We investigated both conformational changes in the junctional foot protein (JFP) and Ca2+ release from sarcoplasmic reticulum (SR) in parallel after stimulation of triadic vesicles by the JFP-specific ligand, polylysine. To monitor protein conformational change, the JFP was labeled in a site-directed fashion with the fluorescent conformational probe methylcoumarin acetate (MCA) (Kang, J. J., Tarcsafalvi, A., Carlos, A. D., Fujimoto, E., Shahrokh, Z., Thevenin, B. J.-M., Shohet, S. B., and Ikemoto, N. (1992) Biochemistry 31, 3288-3293).
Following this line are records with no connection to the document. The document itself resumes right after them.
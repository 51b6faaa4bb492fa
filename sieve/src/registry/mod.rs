//! Operation registry
//!
//! Maps operation names to an implementation and its canonical argument order.
//! The registry is an ordinary value owned by the embedder (usually through
//! `Engine`); it is populated before evaluation and only read afterwards.

pub mod builtins;
pub mod composite;

use crate::evaluator::context::BooleanContext;
use crate::evaluator::Evaluator;
use crate::{SieveError, SieveResult, Value};
use std::collections::HashMap;
use std::fmt;
use std::sync::Arc;

/// An operation callable from expression text
///
/// Implementations receive their arguments bound by name. Positional calls are
/// bound through the canonical argument order before `apply` runs; named calls
/// arrive as written, so implementations must not assume every name is present.
pub trait Operation: Send + Sync {
    fn apply(&self, arguments: &Arguments, context: &CallContext<'_>) -> SieveResult<bool>;
}

/// Adapter that lets a closure act as an `Operation`
pub struct FnOperation<F>(pub F);

impl<F> Operation for FnOperation<F>
where
    F: Fn(&Arguments, &CallContext<'_>) -> SieveResult<bool> + Send + Sync,
{
    fn apply(&self, arguments: &Arguments, context: &CallContext<'_>) -> SieveResult<bool> {
        (self.0)(arguments, context)
    }
}

/// Arguments of one call, keyed by parameter name
#[derive(Debug, Clone, Default, PartialEq)]
pub struct Arguments {
    values: HashMap<String, Value>,
}

impl Arguments {
    pub fn new() -> Self {
        Self::default()
    }

    pub fn insert(&mut self, name: impl Into<String>, value: Value) {
        self.values.insert(name.into(), value);
    }

    pub fn get(&self, name: &str) -> Option<&Value> {
        self.values.get(name)
    }

    /// Look up an argument that the operation cannot do without
    pub fn require(&self, name: &str) -> SieveResult<&Value> {
        self.values.get(name).ok_or_else(|| {
            SieveError::type_mismatch(format!("argument '{}' is missing", name))
        })
    }

    pub fn len(&self) -> usize {
        self.values.len()
    }

    pub fn is_empty(&self) -> bool {
        self.values.is_empty()
    }

    pub fn iter(&self) -> impl Iterator<Item = (&str, &Value)> {
        self.values.iter().map(|(name, value)| (name.as_str(), value))
    }
}

impl<K: Into<String>> FromIterator<(K, Value)> for Arguments {
    fn from_iter<I: IntoIterator<Item = (K, Value)>>(iter: I) -> Self {
        Self {
            values: iter
                .into_iter()
                .map(|(name, value)| (name.into(), value))
                .collect(),
        }
    }
}

/// What an operation can see of the evaluation that invoked it
pub struct CallContext<'a> {
    booleans: BooleanContext<'a>,
    evaluator: &'a Evaluator<'a>,
}

impl<'a> CallContext<'a> {
    pub(crate) fn new(booleans: BooleanContext<'a>, evaluator: &'a Evaluator<'a>) -> Self {
        Self {
            booleans,
            evaluator,
        }
    }

    /// Boolean entries of the calling expression's environment
    pub fn booleans(&self) -> &BooleanContext<'a> {
        &self.booleans
    }

    /// The evaluator running the call, for operations that evaluate expressions themselves
    pub fn evaluator(&self) -> &'a Evaluator<'a> {
        self.evaluator
    }
}

/// A registry entry
#[derive(Clone)]
pub struct RegisteredOperation {
    name: String,
    canonical_args: Vec<String>,
    implementation: Arc<dyn Operation>,
}

impl RegisteredOperation {
    pub fn name(&self) -> &str {
        &self.name
    }

    /// Parameter names, in the order positional arguments bind to them
    pub fn canonical_args(&self) -> &[String] {
        &self.canonical_args
    }

    pub fn arity(&self) -> usize {
        self.canonical_args.len()
    }

    pub fn apply(&self, arguments: &Arguments, context: &CallContext<'_>) -> SieveResult<bool> {
        self.implementation.apply(arguments, context)
    }
}

impl fmt::Debug for RegisteredOperation {
    fn fmt(&self, f: &mut fmt::Formatter<'_>) -> fmt::Result {
        f.debug_struct("RegisteredOperation")
            .field("name", &self.name)
            .field("canonical_args", &self.canonical_args)
            .finish_non_exhaustive()
    }
}

impl fmt::Display for RegisteredOperation {
    fn fmt(&self, f: &mut fmt::Formatter<'_>) -> fmt::Result {
        write!(f, "{}({})", self.name, self.canonical_args.join(", "))
    }
}

/// Table of operations by name
#[derive(Debug, Clone, Default)]
pub struct Registry {
    operations: HashMap<String, RegisteredOperation>,
}

impl Registry {
    /// An empty registry
    pub fn new() -> Self {
        Self::default()
    }

    /// A registry holding the built-in operations
    pub fn with_builtins() -> Self {
        let mut registry = Self::new();
        builtins::register_all(&mut registry);
        registry
    }

    /// Register an operation, replacing any previous entry with the same name
    pub fn register<I, S, O>(&mut self, name: impl Into<String>, canonical_args: I, operation: O)
    where
        I: IntoIterator<Item = S>,
        S: Into<String>,
        O: Operation + 'static,
    {
        self.register_shared(name, canonical_args, Arc::new(operation));
    }

    /// Register a closure as an operation
    pub fn register_fn<I, S, F>(&mut self, name: impl Into<String>, canonical_args: I, function: F)
    where
        I: IntoIterator<Item = S>,
        S: Into<String>,
        F: Fn(&Arguments, &CallContext<'_>) -> SieveResult<bool> + Send + Sync + 'static,
    {
        self.register(name, canonical_args, FnOperation(function));
    }

    /// Register an already shared implementation (used for aliases)
    pub fn register_shared<I, S>(
        &mut self,
        name: impl Into<String>,
        canonical_args: I,
        implementation: Arc<dyn Operation>,
    ) where
        I: IntoIterator<Item = S>,
        S: Into<String>,
    {
        let name = name.into();
        let canonical_args = canonical_args.into_iter().map(Into::into).collect();
        self.operations.insert(
            name.clone(),
            RegisteredOperation {
                name,
                canonical_args,
                implementation,
            },
        );
    }

    /// Find an operation by exact name, falling back to its lowercase spelling
    pub fn lookup(&self, name: &str) -> Option<&RegisteredOperation> {
        self.operations
            .get(name)
            .or_else(|| self.operations.get(&name.to_ascii_lowercase()))
    }

    pub fn contains(&self, name: &str) -> bool {
        self.lookup(name).is_some()
    }

    /// Registered names, sorted
    pub fn names(&self) -> Vec<&str> {
        let mut names: Vec<&str> = self.operations.keys().map(String::as_str).collect();
        names.sort_unstable();
        names
    }

    /// All entries, sorted by name
    pub fn operations(&self) -> Vec<&RegisteredOperation> {
        let mut operations: Vec<&RegisteredOperation> = self.operations.values().collect();
        operations.sort_unstable_by(|a, b| a.name.cmp(&b.name));
        operations
    }

    pub fn len(&self) -> usize {
        self.operations.len()
    }

    pub fn is_empty(&self) -> bool {
        self.operations.is_empty()
    }
}
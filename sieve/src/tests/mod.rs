
// Evaluator tests
mod evaluation;


// Engine tests
mod engine;

use crate::{Engine, SieveError, SieveResult, Value};
use std::collections::HashMap;

pub(crate) fn params(entries: &[(&str, Value)]) -> HashMap<String, Value> {
    entries
        .iter()
        .map(|(name, value)| (name.to_string(), value.clone()))
        .collect()
}

pub(crate) fn eval(text: &str, entries: &[(&str, Value)]) -> SieveResult<bool> {
    Engine::new().evaluate_expression(text, &params(entries))
}

pub(crate) fn eval_err(text: &str, entries: &[(&str, Value)]) -> SieveError {
    match eval(text, entries) {
        Ok(value) => panic!("expected '{}' to fail, got {}", text, value),
        Err(err) => err,
    }
}
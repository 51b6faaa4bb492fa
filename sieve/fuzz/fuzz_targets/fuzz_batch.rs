#![no_main]

use libfuzzer_sys::fuzz_target;
use sieve::{serializers, Engine};

fuzz_target!(|data: &[u8]| {
    if let Ok(s) = std::str::from_utf8(data) {
        if let Ok(document) = serializers::parse_batch(s) {
            let engine = Engine::new();
            let count = document.expressions.len();
            let results = engine.evaluate(document.expressions, &document.parameters);
            assert!(results.len() <= count);
        }
    }
});
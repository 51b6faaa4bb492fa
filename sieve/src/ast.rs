//! Expression tree types
//!
//! This module contains the types produced by the parser and walked by the evaluator:
//! - `Span` for tracking source locations in parse errors
//! - `Expression`, the explicit expression tree
//! - `ComparisonOperator` and `Argument`, the pieces a tree is built from

use crate::value::Value;
use serde::Serialize;
use std::fmt;

/// Span representing a location in expression text
#[derive(Debug, Clone, Default, PartialEq, Eq, Hash, Serialize)]
pub struct Span {
    pub start: usize,
    pub end: usize,
    pub line: usize,
    pub col: usize,
}

impl Span {
    pub fn from_pest_span(span: pest::Span) -> Self {
        let (line, col) = span.start_pos().line_col();
        Self {
            start: span.start(),
            end: span.end(),
            line,
            col,
        }
    }

    /// Span covering a single position (used for errors reported by pest)
    pub fn at(pos: usize, line: usize, col: usize) -> Self {
        Self {
            start: pos,
            end: pos,
            line,
            col,
        }
    }
}

/// A compiled expression.
///
/// Calls are stored with their arguments already bound to parameter names,
/// so positional and named calls to the same operation compile to the same tree.
#[derive(Debug, Clone, PartialEq, Serialize)]
#[serde(tag = "type", rename_all = "snake_case")]
pub enum Expression {
    Literal {
        value: Value,
    },
    Variable {
        name: String,
    },
    List {
        items: Vec<Expression>,
    },
    Call {
        operation: String,
        arguments: Vec<Argument>,
    },
    Not {
        operand: Box<Expression>,
    },
    And {
        left: Box<Expression>,
        right: Box<Expression>,
    },
    Or {
        left: Box<Expression>,
        right: Box<Expression>,
    },
    /// `operation` is the registry entry the operator token resolved to, so
    /// `x gt 5` calls `gt` and `x > 5` calls `>`
    Comparison {
        operator: ComparisonOperator,
        operation: String,
        left: Box<Expression>,
        right: Box<Expression>,
    },
    Ternary {
        condition: Box<Expression>,
        then_branch: Box<Expression>,
        else_branch: Box<Expression>,
    },
}

/// A call argument bound to its parameter name
#[derive(Debug, Clone, PartialEq, Serialize)]
pub struct Argument {
    pub name: String,
    pub value: Expression,
}

/// Comparison operators
///
/// Word aliases (`gt`, `lt`, ...) share an operator with their symbol but
/// dispatch to their own registry entry.
#[derive(Debug, Clone, Copy, PartialEq, Eq, Hash, Serialize)]
#[serde(rename_all = "snake_case")]
pub enum ComparisonOperator {
    GreaterThan,
    LessThan,
    GreaterThanOrEqual,
    LessThanOrEqual,
    Equal,
    NotEqual,
}

impl ComparisonOperator {
    /// Parse an operator token, symbol or word alias (case-insensitive)
    pub fn from_token(token: &str) -> Option<Self> {
        let operator = match token.to_ascii_lowercase().as_str() {
            ">" | "gt" => ComparisonOperator::GreaterThan,
            "<" | "lt" => ComparisonOperator::LessThan,
            ">=" | "ge" => ComparisonOperator::GreaterThanOrEqual,
            "<=" | "le" => ComparisonOperator::LessThanOrEqual,
            "==" | "eq" => ComparisonOperator::Equal,
            "!=" | "ne" => ComparisonOperator::NotEqual,
            _ => return None,
        };
        Some(operator)
    }

    /// The symbol spelling, which is also the symbol's registry name
    pub fn symbol(&self) -> &'static str {
        match self {
            ComparisonOperator::GreaterThan => ">",
            ComparisonOperator::LessThan => "<",
            ComparisonOperator::GreaterThanOrEqual => ">=",
            ComparisonOperator::LessThanOrEqual => "<=",
            ComparisonOperator::Equal => "==",
            ComparisonOperator::NotEqual => "!=",
        }
    }

    pub fn compare(&self, left: f64, right: f64) -> bool {
        match self {
            ComparisonOperator::GreaterThan => left > right,
            ComparisonOperator::LessThan => left < right,
            ComparisonOperator::GreaterThanOrEqual => left >= right,
            ComparisonOperator::LessThanOrEqual => left <= right,
            ComparisonOperator::Equal => left == right,
            ComparisonOperator::NotEqual => left != right,
        }
    }
}

impl Expression {
    // Binding strength in the grammar, loosest first
    fn precedence(&self) -> u8 {
        match self {
            Expression::Ternary { .. } => 0,
            Expression::Or { .. } => 1,
            Expression::And { .. } => 2,
            Expression::Comparison { .. } => 3,
            Expression::Not { .. } => 4,
            _ => 5,
        }
    }

    pub fn literal(value: impl Into<Value>) -> Self {
        Expression::Literal {
            value: value.into(),
        }
    }

    pub fn variable(name: impl Into<String>) -> Self {
        Expression::Variable { name: name.into() }
    }
}

impl fmt::Display for ComparisonOperator {
    fn fmt(&self, f: &mut fmt::Formatter<'_>) -> fmt::Result {
        write!(f, "{}", self.symbol())
    }
}

impl fmt::Display for Argument {
    fn fmt(&self, f: &mut fmt::Formatter<'_>) -> fmt::Result {
        write!(f, "{}={}", self.name, self.value)
    }
}

// An operand position that binds at least `min_precedence`
struct Operand<'a> {
    expression: &'a Expression,
    min_precedence: u8,
}

fn operand(expression: &Expression, min_precedence: u8) -> Operand<'_> {
    Operand {
        expression,
        min_precedence,
    }
}

impl fmt::Display for Operand<'_> {
    fn fmt(&self, f: &mut fmt::Formatter<'_>) -> fmt::Result {
        if self.expression.precedence() < self.min_precedence {
            write!(f, "({})", self.expression)
        } else {
            write!(f, "{}", self.expression)
        }
    }
}

// Parentheses appear only where the grammar needs them, so the output
// re-parses to the same tree and is never nested deeper than its source.
impl fmt::Display for Expression {
    fn fmt(&self, f: &mut fmt::Formatter<'_>) -> fmt::Result {
        match self {
            Expression::Literal { value } => write!(f, "{}", value),
            Expression::Variable { name } => write!(f, "{}", name),
            Expression::List { items } => {
                write!(f, "[")?;
                for (i, item) in items.iter().enumerate() {
                    if i > 0 {
                        write!(f, ", ")?;
                    }
                    write!(f, "{}", item)?;
                }
                write!(f, "]")
            }
            Expression::Call {
                operation,
                arguments,
            } => {
                write!(f, "{}(", operation)?;
                for (i, argument) in arguments.iter().enumerate() {
                    if i > 0 {
                        write!(f, ", ")?;
                    }
                    write!(f, "{}", argument)?;
                }
                write!(f, ")")
            }
            Expression::Not { operand: inner } => write!(f, "!{}", operand(inner, 4)),
            // AND/OR chains are left-associative
            Expression::And { left, right } => {
                write!(f, "{} && {}", operand(left, 2), operand(right, 3))
            }
            Expression::Or { left, right } => {
                write!(f, "{} || {}", operand(left, 1), operand(right, 2))
            }
            Expression::Comparison {
                operation,
                left,
                right,
                ..
            } => write!(f, "{} {} {}", operand(left, 4), operation, operand(right, 4)),
            Expression::Ternary {
                condition,
                then_branch,
                else_branch,
            } => write!(
                f,
                "{} ? {} : {}",
                operand(condition, 1),
                operand(then_branch, 1),
                operand(else_branch, 1)
            ),
        }
    }
}
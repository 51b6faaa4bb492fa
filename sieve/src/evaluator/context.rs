//! Variable lookup during evaluation
//!
//! Contains the views an expression is evaluated against.

use crate::{BatchResults, Value};
use std::collections::HashMap;

/// Variables visible to one expression
///
/// Two layers:
/// - Parameters supplied by the caller
/// - Results computed so far in the batch (these shadow parameters)
#[derive(Debug, Clone, Copy)]
pub struct Environment<'a> {
    parameters: &'a HashMap<String, Value>,
    results: &'a BatchResults,
}

impl<'a> Environment<'a> {
    pub fn new(parameters: &'a HashMap<String, Value>, results: &'a BatchResults) -> Self {
        Self {
            parameters,
            results,
        }
    }

    pub fn lookup(&self, name: &str) -> Option<Value> {
        match self.results.get(name) {
            Some(result) => Some(Value::Boolean(result)),
            None => self.parameters.get(name).cloned(),
        }
    }

    pub fn contains(&self, name: &str) -> bool {
        self.results.contains(name) || self.parameters.contains_key(name)
    }

    /// Boolean-only view of this environment
    pub fn booleans(&self) -> BooleanContext<'a> {
        BooleanContext { environment: *self }
    }
}

/// Read-only view of the boolean entries of an `Environment`.
///
/// Operations use it to look up earlier flags by name without seeing
/// non-boolean parameters.
#[derive(Debug, Clone, Copy)]
pub struct BooleanContext<'a> {
    environment: Environment<'a>,
}

impl BooleanContext<'_> {
    pub fn get(&self, name: &str) -> Option<bool> {
        match self.environment.results.get(name) {
            Some(result) => Some(result),
            None => self
                .environment
                .parameters
                .get(name)
                .and_then(Value::as_boolean),
        }
    }

    pub fn contains(&self, name: &str) -> bool {
        self.get(name).is_some()
    }

    /// Names of all boolean entries, sorted
    pub fn names(&self) -> Vec<&str> {
        let mut names: Vec<&str> = self.environment.results.names().collect();
        names.extend(
            self.environment
                .parameters
                .iter()
                .filter(|(name, value)| {
                    value.as_boolean().is_some() && !self.environment.results.contains(name)
                })
                .map(|(name, _)| name.as_str()),
        );
        names.sort_unstable();
        names
    }
}
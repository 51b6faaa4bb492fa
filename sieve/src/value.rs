//! Runtime values and the numeric coercion rule

use crate::{SieveError, SieveResult};
use serde::Serialize;
use std::fmt;

/// A value flowing through the evaluator
///
/// There is no null: a missing variable is an error, never a false-like value.
#[derive(Debug, Clone, PartialEq, Serialize)]
#[serde(untagged)]
pub enum Value {
    Boolean(bool),
    Number(f64),
    Text(String),
    List(Vec<Value>),
}

impl Value {
    pub fn as_boolean(&self) -> Option<bool> {
        match self {
            Value::Boolean(b) => Some(*b),
            _ => None,
        }
    }

    pub fn as_text(&self) -> Option<&str> {
        match self {
            Value::Text(s) => Some(s),
            _ => None,
        }
    }

    pub fn as_list(&self) -> Option<&[Value]> {
        match self {
            Value::List(items) => Some(items),
            _ => None,
        }
    }

    /// Provides a descriptive string for error messages
    pub fn describe(&self) -> String {
        match self {
            Value::Text(s) => format!("text value \"{}\"", s),
            Value::Number(n) => format!("number {}", n),
            Value::Boolean(b) => format!("boolean {}", b),
            Value::List(items) => format!("list of {} item(s)", items.len()),
        }
    }

    /// Coerce to a number for the comparison operators.
    ///
    /// Numbers pass through, text must parse strictly (no surrounding whitespace)
    /// to a finite number. Everything else is a type mismatch.
    pub fn to_number(&self) -> SieveResult<f64> {
        match self {
            Value::Number(n) => Ok(*n),
            Value::Text(s) => match s.parse::<f64>() {
                Ok(n) if n.is_finite() => Ok(n),
                _ => Err(SieveError::type_mismatch(format!(
                    "cannot convert {} to a number",
                    self.describe()
                ))),
            },
            _ => Err(SieveError::type_mismatch(format!(
                "cannot convert {} to a number",
                self.describe()
            ))),
        }
    }

    /// Require a boolean, naming what it is needed for in the error
    pub fn expect_boolean(&self, context: &str) -> SieveResult<bool> {
        self.as_boolean().ok_or_else(|| {
            SieveError::type_mismatch(format!(
                "{} must be a boolean, got {}",
                context,
                self.describe()
            ))
        })
    }
}

/// Numeric coercion of an optional (possibly missing) argument
pub fn coerce_number(value: Option<&Value>, argument: &str) -> SieveResult<f64> {
    match value {
        Some(value) => value.to_number(),
        None => Err(SieveError::type_mismatch(format!(
            "argument '{}' is missing, expected a number",
            argument
        ))),
    }
}

impl fmt::Display for Value {
    fn fmt(&self, f: &mut fmt::Formatter<'_>) -> fmt::Result {
        match self {
            Value::Boolean(b) => write!(f, "{}", b),
            Value::Number(n) => write!(f, "{}", n),
            Value::Text(s) => write!(f, "\"{}\"", s),
            Value::List(items) => {
                write!(f, "[")?;
                for (i, item) in items.iter().enumerate() {
                    if i > 0 {
                        write!(f, ", ")?;
                    }
                    write!(f, "{}", item)?;
                }
                write!(f, "]")
            }
        }
    }
}

impl From<bool> for Value {
    fn from(b: bool) -> Self {
        Value::Boolean(b)
    }
}

impl From<f64> for Value {
    fn from(n: f64) -> Self {
        Value::Number(n)
    }
}

impl From<i64> for Value {
    fn from(n: i64) -> Self {
        Value::Number(n as f64)
    }
}

impl From<i32> for Value {
    fn from(n: i32) -> Self {
        Value::Number(f64::from(n))
    }
}

impl From<&str> for Value {
    fn from(s: &str) -> Self {
        Value::Text(s.to_string())
    }
}

impl From<String> for Value {
    fn from(s: String) -> Self {
        Value::Text(s)
    }
}

impl<T: Into<Value>> From<Vec<T>> for Value {
    fn from(items: Vec<T>) -> Self {
        Value::List(items.into_iter().map(Into::into).collect())
    }
}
The induction of SR Ca2+ release by polylysine produced a rapid increase in the fluorescence intensity of the JFP-bound MCA. The polylysine concentration dependence of the fluorescence change was essentially the same as that of Ca2+ release, suggesting that the two events are tightly coupled. However, the rate constant of MCA fluorescence change was much larger than that of Ca2+ release; i.e. the conformational change preceded Ca2+ release. Prevention of protein conformational change by lysine (0.2 M) inhibited Ca2+ release from SR. Inhibition of Ca2+ release by Mg2+ (5 mM), however, had little effect on the conformational change. These results suggest that binding of polylysine to the JFP produces conformational changes in the protein, which in turn activates the Ca2+ channel, leading to Ca2+ release from the SR.